### Aim of the exercise
Copy, from the entries below, each line in which the string "post" appears.

BEGIN Records supplied

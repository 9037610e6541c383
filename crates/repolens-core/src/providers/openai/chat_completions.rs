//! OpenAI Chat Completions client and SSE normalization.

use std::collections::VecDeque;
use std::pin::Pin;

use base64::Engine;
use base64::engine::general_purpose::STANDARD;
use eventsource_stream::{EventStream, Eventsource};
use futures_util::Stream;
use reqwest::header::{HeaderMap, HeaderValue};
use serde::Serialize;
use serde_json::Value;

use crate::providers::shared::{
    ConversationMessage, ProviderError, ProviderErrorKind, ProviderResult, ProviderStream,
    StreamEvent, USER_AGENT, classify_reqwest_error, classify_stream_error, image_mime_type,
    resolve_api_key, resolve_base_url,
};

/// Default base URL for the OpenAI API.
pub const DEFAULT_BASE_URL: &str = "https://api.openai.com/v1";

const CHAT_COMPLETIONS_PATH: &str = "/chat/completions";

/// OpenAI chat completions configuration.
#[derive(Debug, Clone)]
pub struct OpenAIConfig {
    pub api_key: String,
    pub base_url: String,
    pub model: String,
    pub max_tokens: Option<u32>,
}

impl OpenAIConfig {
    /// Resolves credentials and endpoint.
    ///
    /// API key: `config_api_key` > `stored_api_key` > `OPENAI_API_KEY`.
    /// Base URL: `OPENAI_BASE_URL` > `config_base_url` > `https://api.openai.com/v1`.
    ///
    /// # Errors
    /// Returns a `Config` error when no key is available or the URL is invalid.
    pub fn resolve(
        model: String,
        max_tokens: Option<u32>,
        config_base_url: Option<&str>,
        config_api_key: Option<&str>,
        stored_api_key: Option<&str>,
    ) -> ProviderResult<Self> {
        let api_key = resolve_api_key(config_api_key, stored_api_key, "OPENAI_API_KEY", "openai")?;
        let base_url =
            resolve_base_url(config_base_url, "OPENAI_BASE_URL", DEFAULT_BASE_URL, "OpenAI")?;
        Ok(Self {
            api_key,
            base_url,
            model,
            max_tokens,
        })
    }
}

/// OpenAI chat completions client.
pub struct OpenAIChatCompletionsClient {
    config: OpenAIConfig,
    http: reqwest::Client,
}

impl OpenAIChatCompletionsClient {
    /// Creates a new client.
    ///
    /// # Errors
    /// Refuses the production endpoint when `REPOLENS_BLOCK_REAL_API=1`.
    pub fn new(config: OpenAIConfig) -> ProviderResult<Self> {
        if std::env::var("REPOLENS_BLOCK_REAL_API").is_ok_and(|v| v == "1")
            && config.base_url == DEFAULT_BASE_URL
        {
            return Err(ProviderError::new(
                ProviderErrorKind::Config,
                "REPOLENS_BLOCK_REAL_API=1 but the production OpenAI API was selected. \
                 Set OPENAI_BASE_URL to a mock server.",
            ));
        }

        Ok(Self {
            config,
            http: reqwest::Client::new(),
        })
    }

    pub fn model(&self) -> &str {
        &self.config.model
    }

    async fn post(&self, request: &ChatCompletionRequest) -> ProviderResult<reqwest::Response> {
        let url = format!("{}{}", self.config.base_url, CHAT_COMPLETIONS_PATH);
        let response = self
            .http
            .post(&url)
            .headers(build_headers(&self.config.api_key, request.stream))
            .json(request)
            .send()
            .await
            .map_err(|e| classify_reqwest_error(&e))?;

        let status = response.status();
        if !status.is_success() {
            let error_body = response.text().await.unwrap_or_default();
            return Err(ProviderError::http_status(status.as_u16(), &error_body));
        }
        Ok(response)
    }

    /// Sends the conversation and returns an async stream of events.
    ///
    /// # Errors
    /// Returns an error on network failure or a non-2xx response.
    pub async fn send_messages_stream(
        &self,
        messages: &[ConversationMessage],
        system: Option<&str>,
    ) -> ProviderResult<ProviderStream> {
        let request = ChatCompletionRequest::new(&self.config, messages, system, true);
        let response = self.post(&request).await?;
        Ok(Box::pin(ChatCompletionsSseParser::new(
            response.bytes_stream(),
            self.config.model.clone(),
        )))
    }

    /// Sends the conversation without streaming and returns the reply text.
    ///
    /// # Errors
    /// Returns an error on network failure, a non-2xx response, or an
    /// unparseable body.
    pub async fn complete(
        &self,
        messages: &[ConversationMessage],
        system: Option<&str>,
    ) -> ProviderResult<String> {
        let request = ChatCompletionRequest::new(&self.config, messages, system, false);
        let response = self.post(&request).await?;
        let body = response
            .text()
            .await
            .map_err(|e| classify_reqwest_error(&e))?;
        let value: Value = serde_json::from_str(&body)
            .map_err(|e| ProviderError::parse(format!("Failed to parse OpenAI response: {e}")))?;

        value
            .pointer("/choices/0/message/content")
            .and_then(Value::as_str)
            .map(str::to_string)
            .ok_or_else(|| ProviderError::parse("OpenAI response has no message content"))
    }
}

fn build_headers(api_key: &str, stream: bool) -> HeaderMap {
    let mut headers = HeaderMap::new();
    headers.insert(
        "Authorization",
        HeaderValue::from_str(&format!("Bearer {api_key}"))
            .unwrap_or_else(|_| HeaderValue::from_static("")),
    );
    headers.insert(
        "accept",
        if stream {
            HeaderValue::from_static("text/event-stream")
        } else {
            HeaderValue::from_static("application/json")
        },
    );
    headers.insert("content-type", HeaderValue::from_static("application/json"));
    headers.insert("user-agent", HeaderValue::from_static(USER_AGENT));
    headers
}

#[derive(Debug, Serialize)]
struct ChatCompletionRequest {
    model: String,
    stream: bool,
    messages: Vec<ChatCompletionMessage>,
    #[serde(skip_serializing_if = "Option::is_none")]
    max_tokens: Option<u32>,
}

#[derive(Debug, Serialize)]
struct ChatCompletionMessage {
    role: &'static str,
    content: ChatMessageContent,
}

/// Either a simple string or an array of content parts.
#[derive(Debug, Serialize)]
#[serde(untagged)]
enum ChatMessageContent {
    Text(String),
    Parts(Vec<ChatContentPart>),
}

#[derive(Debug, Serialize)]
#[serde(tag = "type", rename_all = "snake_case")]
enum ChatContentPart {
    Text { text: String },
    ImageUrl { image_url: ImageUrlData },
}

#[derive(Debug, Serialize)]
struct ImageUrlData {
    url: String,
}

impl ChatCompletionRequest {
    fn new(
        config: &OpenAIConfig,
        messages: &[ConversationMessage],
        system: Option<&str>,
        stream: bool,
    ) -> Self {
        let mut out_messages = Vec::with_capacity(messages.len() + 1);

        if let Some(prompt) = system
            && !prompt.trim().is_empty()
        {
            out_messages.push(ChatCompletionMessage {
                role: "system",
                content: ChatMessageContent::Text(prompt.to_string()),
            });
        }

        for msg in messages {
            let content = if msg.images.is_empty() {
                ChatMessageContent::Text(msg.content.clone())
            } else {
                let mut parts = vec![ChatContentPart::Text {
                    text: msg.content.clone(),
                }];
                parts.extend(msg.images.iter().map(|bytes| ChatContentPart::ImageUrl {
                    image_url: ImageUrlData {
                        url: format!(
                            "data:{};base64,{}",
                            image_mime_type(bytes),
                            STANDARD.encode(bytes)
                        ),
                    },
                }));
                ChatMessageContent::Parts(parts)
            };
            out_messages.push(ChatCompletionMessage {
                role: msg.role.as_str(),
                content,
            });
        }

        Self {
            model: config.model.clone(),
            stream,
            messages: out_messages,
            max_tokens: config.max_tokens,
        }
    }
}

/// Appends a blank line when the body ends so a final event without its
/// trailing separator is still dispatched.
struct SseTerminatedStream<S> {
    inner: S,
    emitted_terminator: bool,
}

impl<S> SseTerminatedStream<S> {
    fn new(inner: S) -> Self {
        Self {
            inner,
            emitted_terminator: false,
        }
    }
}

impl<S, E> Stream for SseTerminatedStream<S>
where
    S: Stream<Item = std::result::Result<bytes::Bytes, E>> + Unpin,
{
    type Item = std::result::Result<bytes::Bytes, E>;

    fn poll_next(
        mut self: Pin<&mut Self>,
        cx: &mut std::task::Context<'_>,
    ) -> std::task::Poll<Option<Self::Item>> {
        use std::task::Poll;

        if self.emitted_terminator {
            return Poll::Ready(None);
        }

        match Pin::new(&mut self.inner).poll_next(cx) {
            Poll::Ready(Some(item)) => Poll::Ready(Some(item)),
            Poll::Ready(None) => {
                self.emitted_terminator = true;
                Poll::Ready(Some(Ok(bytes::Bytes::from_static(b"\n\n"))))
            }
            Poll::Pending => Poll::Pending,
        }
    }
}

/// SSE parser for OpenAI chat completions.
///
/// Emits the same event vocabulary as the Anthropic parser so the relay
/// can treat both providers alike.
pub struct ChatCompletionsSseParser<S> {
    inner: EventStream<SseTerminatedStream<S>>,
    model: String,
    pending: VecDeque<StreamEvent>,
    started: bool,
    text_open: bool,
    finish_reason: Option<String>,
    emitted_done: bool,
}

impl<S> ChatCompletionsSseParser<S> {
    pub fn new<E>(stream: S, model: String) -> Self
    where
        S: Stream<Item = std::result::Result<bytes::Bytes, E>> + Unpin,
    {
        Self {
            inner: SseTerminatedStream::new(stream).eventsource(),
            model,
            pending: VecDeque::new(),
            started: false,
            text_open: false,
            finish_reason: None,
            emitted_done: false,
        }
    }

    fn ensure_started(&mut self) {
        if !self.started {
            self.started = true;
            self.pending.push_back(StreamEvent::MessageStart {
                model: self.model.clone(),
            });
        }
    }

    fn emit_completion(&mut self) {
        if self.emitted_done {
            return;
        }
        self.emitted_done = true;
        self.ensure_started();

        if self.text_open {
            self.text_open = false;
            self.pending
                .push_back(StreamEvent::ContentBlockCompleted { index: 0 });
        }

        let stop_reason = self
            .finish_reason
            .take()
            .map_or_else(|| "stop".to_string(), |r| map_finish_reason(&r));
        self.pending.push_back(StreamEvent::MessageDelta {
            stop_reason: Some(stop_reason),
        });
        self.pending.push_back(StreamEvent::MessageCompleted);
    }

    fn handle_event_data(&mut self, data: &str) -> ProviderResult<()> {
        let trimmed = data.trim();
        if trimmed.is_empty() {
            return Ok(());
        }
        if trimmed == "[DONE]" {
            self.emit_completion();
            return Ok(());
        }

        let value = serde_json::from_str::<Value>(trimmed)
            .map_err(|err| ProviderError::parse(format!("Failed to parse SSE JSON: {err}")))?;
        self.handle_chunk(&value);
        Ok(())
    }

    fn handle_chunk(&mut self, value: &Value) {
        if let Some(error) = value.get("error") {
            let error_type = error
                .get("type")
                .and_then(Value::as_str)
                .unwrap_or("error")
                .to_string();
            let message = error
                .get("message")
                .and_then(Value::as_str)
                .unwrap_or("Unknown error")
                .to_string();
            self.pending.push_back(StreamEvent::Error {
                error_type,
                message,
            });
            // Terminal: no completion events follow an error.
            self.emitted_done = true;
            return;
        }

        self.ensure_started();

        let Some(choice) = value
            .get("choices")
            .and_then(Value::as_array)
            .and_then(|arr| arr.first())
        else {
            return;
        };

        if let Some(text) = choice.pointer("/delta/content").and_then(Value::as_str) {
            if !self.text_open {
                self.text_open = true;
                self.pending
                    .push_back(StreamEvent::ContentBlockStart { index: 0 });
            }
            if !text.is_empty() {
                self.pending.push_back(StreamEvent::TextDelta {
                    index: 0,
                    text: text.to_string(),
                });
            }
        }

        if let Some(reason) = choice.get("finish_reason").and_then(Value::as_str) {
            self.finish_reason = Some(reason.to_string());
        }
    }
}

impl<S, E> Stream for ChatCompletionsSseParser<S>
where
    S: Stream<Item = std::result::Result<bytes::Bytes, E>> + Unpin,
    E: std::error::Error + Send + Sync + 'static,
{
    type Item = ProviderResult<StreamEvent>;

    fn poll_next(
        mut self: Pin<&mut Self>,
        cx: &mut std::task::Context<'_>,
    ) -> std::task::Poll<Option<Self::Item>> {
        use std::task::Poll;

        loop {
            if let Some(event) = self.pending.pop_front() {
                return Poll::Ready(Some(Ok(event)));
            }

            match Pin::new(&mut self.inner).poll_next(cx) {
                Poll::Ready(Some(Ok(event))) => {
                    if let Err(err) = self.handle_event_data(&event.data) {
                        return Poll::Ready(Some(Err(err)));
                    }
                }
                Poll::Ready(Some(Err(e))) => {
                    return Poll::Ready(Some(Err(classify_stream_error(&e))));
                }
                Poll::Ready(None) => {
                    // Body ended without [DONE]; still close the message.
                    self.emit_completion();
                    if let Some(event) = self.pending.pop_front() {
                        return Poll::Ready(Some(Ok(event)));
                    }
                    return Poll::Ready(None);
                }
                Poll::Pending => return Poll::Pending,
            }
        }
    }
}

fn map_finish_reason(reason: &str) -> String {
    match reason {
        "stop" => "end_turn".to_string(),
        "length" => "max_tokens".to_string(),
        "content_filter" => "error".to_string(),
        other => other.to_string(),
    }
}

END Records supplied

### Solution for this task
    async fn post(&self, request: &ChatCompletionRequest) -> ProviderResult<reqwest::Response> {
            .post(&url)
        let response = self.post(&request).await?;
        let response = self.post(&request).await?;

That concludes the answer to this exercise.